Outside of a treaty, there are various other instruments of international law that could be used in the portfolio approach.  For example, in the United States, congressional-executive and sole-executive agreements can be entered into by the President and do not require the approval of two-thirds of the Senate, as do treaties.  (See, for example, Nigel Purvis’s work on executive agreements.)   Other “soft law” instruments, such as explicitly nonbinding agreements, political declarations, and U.N. declarations, are fallback options which merit consideration for implementing a portfolio approach.  Ultimately, negotiators will choose the best instrument, based on how open countries are to the agreement and what obligations the agreement imposes.

Monitoring and MRV

Throughout the industrialized countries — and increasingly in the emerging economies — domestic environmental regulations include internal mechanisms for monitoring and enforcement.  A portfolio agreement could rely on countries to be prompted by international pressure to enforce their commitments, or an agreement could take a more active role.  The agreement could, for example, put in place an international monitoring body, license domestic entities in each country to monitor national commitments, or suggest model codes for enforcement.  International assistance may be necessary to aid countries lagging in technical or administrative capacity to monitor greenhouse gas emissions and enforce domestic policies.  More broadly, the agreement would need to define—to the extent possible—uniform measurement, reporting, and verification (MRV) procedures and assure that all countries could implement these procedures.
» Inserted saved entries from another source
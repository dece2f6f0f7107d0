use proptest::prelude::*;
use rivet_model::{
    accessibility::{Accessibility, effective_accessibility},
    ident::{allocate_unique, escape_ident, is_legal_ident, is_reserved_word},
    source::{MemorySource, TypeDecl},
};
use std::collections::HashSet;

const NAMES: [&str; 15] = [
    "T", "T_1", "U", "type", "fn", "Self", "crate", "self", "super", "value", "x", "self_",
    "crate_", "Self_", "super_",
];

fn arb_name() -> impl Strategy<Value = &'static str> {
    prop::sample::select(NAMES.to_vec())
}

fn arb_accessibility() -> impl Strategy<Value = Accessibility> {
    prop_oneof![
        Just(Accessibility::Private),
        Just(Accessibility::ProtectedAndInternal),
        Just(Accessibility::Protected),
        Just(Accessibility::Internal),
        Just(Accessibility::ProtectedOrInternal),
        Just(Accessibility::Public),
    ]
}

proptest! {
    #[test]
    fn allocated_idents_are_distinct_and_legal(
        names in prop::collection::vec(arb_name(), 0..12)
    ) {
        let idents = allocate_unique(names.as_slice());

        prop_assert_eq!(idents.len(), names.len());

        let distinct: HashSet<_> = idents.iter().collect();
        prop_assert_eq!(distinct.len(), idents.len());

        for ident in &idents {
            prop_assert!(is_legal_ident(ident), "illegal ident {}", ident);
        }
    }

    #[test]
    fn first_occurrence_keeps_its_name(
        names in prop::collection::vec(arb_name(), 1..12)
    ) {
        let idents = allocate_unique(names.as_slice());
        let mut seen = HashSet::new();

        for (name, ident) in names.iter().zip(&idents) {
            if !seen.insert(*name) {
                continue;
            }

            let escaped = escape_ident(name);
            if !is_reserved_word(name) {
                prop_assert_eq!(ident, *name);
            } else if !names.iter().any(|n| *n == escaped) {
                prop_assert_eq!(ident, &escaped);
            }
        }
    }

    #[test]
    fn nested_accessibility_is_chain_minimum(
        chain in prop::collection::vec(arb_accessibility(), 1..6)
    ) {
        let mut source = MemorySource::new();
        let mut current = source.declare(
            TypeDecl::class("Level0")
                .in_namespace("Acme")
                .accessibility(chain[0]),
        );

        for (depth, accessibility) in chain.iter().enumerate().skip(1) {
            current = source.declare(
                TypeDecl::class(format!("Level{depth}"))
                    .nested_in(current)
                    .accessibility(*accessibility),
            );
        }

        let expected = chain.iter().copied().min().expect("chain is non-empty");
        prop_assert_eq!(effective_accessibility(&source, current), expected);
    }
}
Feasibility of a Portfolio of Domestic Commitments

A portfolio of domestic commitments has several advantages as the foundation of a future international climate policy architecture.  The agreement could be flexible enough to allow countries to implement the mitigation instruments of their choice and link those instruments with domestic instruments in other nations if they so chose.  It could also allow for countries to accede at various times, thus giving them adequate time to prepare to participate.  (See David Victor’s Harvard Project paper on climate accession deals.)   This approach could also be an ideal vehicle for implementing the principle of common but differentiated responsibilities, since member countries would not need to be lumped together into rigid tiers of commitment (as they are under the dichotomous Annex I approach of the Kyoto Protocol).

Perhaps most crucial is the political feasibility of the portfolio approach.  In recent months, several major economies have expressed willingness to consider a climate policy architecture along these lines, including Australia, India, and the United States.  For this reason alone, the portfolio approach merits serious consideration, despite the significant hurdles to negotiating an effective portfolio agreement.

The concerns regarding this approach to a future global climate policy architecture are significant, but so are its potential advantages.  In general, there are real challenges to developing any post-2012 international climate policy architecture that is scientifically sound, economically rational, and politically pragmatic.  The challenges facing this approach are no greater – and may be less – than those facing other means of addressing the threat of global climate change.